Archivists Scramble to Save Digital Era

Archivists adjust strategies to confront changing world.

July 10, 2001 — -- Not too long ago, America's culture was recorded mainly on paper, vinyl and film, and deposited at the Library of Congress and the U.S. Copyright Office.

Nowadays, the seeds of future history may be flowing in huge volume from Web designers and content providers directly into peoples' homes, and the Library of Congress and other archivists are trying to create new systems to ensure the information is saved.

It's a big job, they say, but also a big opportunity.

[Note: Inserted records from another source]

use std::collections::BTreeSet;

use chrono::{DateTime, Utc};
use sqlx::sqlite::SqliteRow;
use sqlx::Row;
use uuid::Uuid;

use taskflow_core::domain::memory::MemoryRecord;

use super::{MemoryRepository, RepositoryError};
use crate::DbPool;

pub struct SqlMemoryRepository {
    pool: DbPool,
}

impl SqlMemoryRepository {
    pub fn new(pool: DbPool) -> Self {
        Self { pool }
    }
}

#[async_trait::async_trait]
impl MemoryRepository for SqlMemoryRepository {
    async fn add_user_memory(&self, record: MemoryRecord) -> Result<(), RepositoryError> {
        let topics = serde_json::to_string(&record.topics)
            .map_err(|source| RepositoryError::Decode(source.to_string()))?;

        sqlx::query(
            r#"
            INSERT INTO memories (id, user_id, memory, topics, created_at)
            VALUES (?, ?, ?, ?, ?)
            "#,
        )
        .bind(record.id.to_string())
        .bind(&record.user_id)
        .bind(&record.memory)
        .bind(topics)
        .bind(record.created_at.to_rfc3339())
        .execute(&self.pool)
        .await?;

        Ok(())
    }

    async fn list_for_user(&self, user_id: &str) -> Result<Vec<MemoryRecord>, RepositoryError> {
        let rows = sqlx::query(
            r#"
            SELECT id, user_id, memory, topics, created_at
            FROM memories
            WHERE user_id = ?
            ORDER BY created_at DESC
            "#,
        )
        .bind(user_id)
        .fetch_all(&self.pool)
        .await?;

        rows.iter().map(memory_record_from_row).collect()
    }
}

fn memory_record_from_row(row: &SqliteRow) -> Result<MemoryRecord, RepositoryError> {
    let id: String = row.get("id");
    let topics: String = row.get("topics");
    let created_at: String = row.get("created_at");

    Ok(MemoryRecord {
        id: Uuid::parse_str(&id)
            .map_err(|source| RepositoryError::Decode(format!("invalid memory id: {source}")))?,
        user_id: row.get("user_id"),
        memory: row.get("memory"),
        topics: serde_json::from_str::<BTreeSet<String>>(&topics)
            .map_err(|source| RepositoryError::Decode(format!("invalid topics: {source}")))?,
        created_at: DateTime::parse_from_rfc3339(&created_at)
            .map_err(|source| RepositoryError::Decode(format!("invalid created_at: {source}")))?
            .with_timezone(&Utc),
    })
}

"We are given an opportunity through the digital medium to create libraries and disseminate knowledge in ways never possible before, and if we make the wrong steps, we can lose not only this opportunity, but also our cultural heritage that's in digital form," says Brewster Kahle, founder of the Internet Archive.

More in This Series:

Will Digital Era Mean End of History?

Why Bits Can Byte the Dust

Preservation Can Be Message to Future

Virtual Museum Remembers Dead Web Sites

Kahle's Archive is working with the Library of Congress and private industry to preserve a record of the Internet for future generations, and has been saving parts of the Web for five years. Kahle says he knows of "no good [archived Internet] collection pre-1996" and he feels that's a shame. But, he adds, it is not unprecedented in history.

Planning a Preservation System

Still, archivists don't want to fall behind this time, if they can help it.

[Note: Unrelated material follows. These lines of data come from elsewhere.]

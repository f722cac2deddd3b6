//! Document generation services - LLM-backed BRD → PRD and PRD → repository
//! content pipelines.
//!
//! Both services share one shape:
//!
//! 1. **Prompt construction** (`prompt`) - tera-rendered instructions with the
//!    source document fenced verbatim
//! 2. **Model invocation** (`llm`, `providers`) - a single completion call
//!    behind the `LlmClient` seam
//! 3. **Extraction** - last fenced block wins, raw text as fallback
//!    (`taskflow_core::extract`)
//! 4. **Validation & reporting** - typed results, no raw faults escape
//!
//! # Key Types
//!
//! - `PrdGenerator` - BRD → PRD markdown, with a memory-store side effect
//! - `RepoContentGenerator` - PRD → validated `RepositoryContent` JSON
//! - `LlmClient` - pluggable completion trait; `client_from_config` selects
//!   a provider family from configuration
//!
//! The LLM does all of the reasoning. These services only shape prompts and
//! police the response format; nothing here retries, branches, or decides
//! content.

pub mod llm;
pub mod prd;
pub mod prompt;
pub mod providers;
pub mod repo_content;

pub use llm::LlmClient;
pub use prd::PrdGenerator;
pub use prompt::PromptBuilder;
pub use providers::client_from_config;
pub use repo_content::RepoContentGenerator;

In December, Congress appropriated $100 million to the Library of Congress to develop a national program to preserve digital information. The effort is about more than just money, say archiving professionals.

"The first stage of the plan is to make sure we understand the issues related to long-term preservation," says Laura Campbell of the Library of Congress' Digital Infrastructure Program. "What are the considerations to making sure this content isn't lost to future generations?"

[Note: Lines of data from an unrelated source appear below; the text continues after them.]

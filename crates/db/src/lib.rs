pub mod connection;
pub mod migrations;
pub mod repositories;

pub use connection::{connect, connect_with_settings, DbPool};
pub use repositories::{
    InMemoryMemoryRepository, MemoryRepository, RepositoryError, SqlMemoryRepository,
};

To that end, the Library is consulting with prominent publishers of Internet and digital content, attempting to reach agreement on preservation standards and work out deals for archiving information, says Winston Tabb, the associate librarian for library services.

In some cases, the Library is discussing with publishers of copyrighted professional journals, news sites and Webzines, ways that it can assist with archiving their content. Currently, publishers can assert their copyrights, store all the information themselves and forbid local duplication and storage by libraries and archives.

Vulnerable Data?

At the same time, the Library is conducting what may be the first independent scientific tests on the stability of digital storage formats, starting with compact disks, so that it knows how long it can expect information saved in such formats to last.

"We don't see anyone out there doing this kind of study, so it does fill an important niche," says Marc Roosa, director of preservation for the Library of Congress.

Such information is important to the Library, the U.S. Copyright Office, and other libraries with growing and aging collections of music CDs, CD-ROMs, DVDs and data stored on writable CDs, that may need to duplicate their collections to save the data.

Internet History Saved, Lost

Experts say the Internet is an even stronger example of the here-today-gone-tomorrow aspect of the digital age. Preservation efforts must begin now, they say, as archivists often cite conventional wisdom that the average life of a Web page is about two months.

In recent years, Kahle says, the Internet Archive has taken snapshots of all legally accessible parts of the Internet every two months, so that people in the future will have some idea how it looked and what surfing the Web circa 1996 to 2001 was like.

Areas of the Web designated as off limits by site creators, or password protected, are among areas not saved during the Internet Archive's automated sweeps. (Some parts of are forbidden to archivists.)

So far, the archive has collected 40 terrabytes of information, about double the amount of digital space it would take to store the Library of Congress' collection of text-based material, Kahle says. The archive plans to transfer its data to new hard drives every five years so that the information it contains is not lost to decaying digital bits.

The digital material accessible through his site's "way-back machine" includes a two-terrabyte archive of sites related to the 2000 presidential election, frozen as they were and stored periodically as the election campaign and its post-election aftermath progressed. Some pages from the 1996 election also are accessible. Most of the pages from both elections are no longer available elsewhere on the Web in their original form.

However, reconstructing records for the Web gets even harder the farther back in time you go, meaning already there is a loss of historical information.

"If somebody were to try to write a dissertation today about the Web in 1994, say, they would be hard-pressed to find the kind of archival primary materials that they'd want," says Patsy Baudoin, e-journal archiving project manager at the Massachusetts Institute of Technology libraries.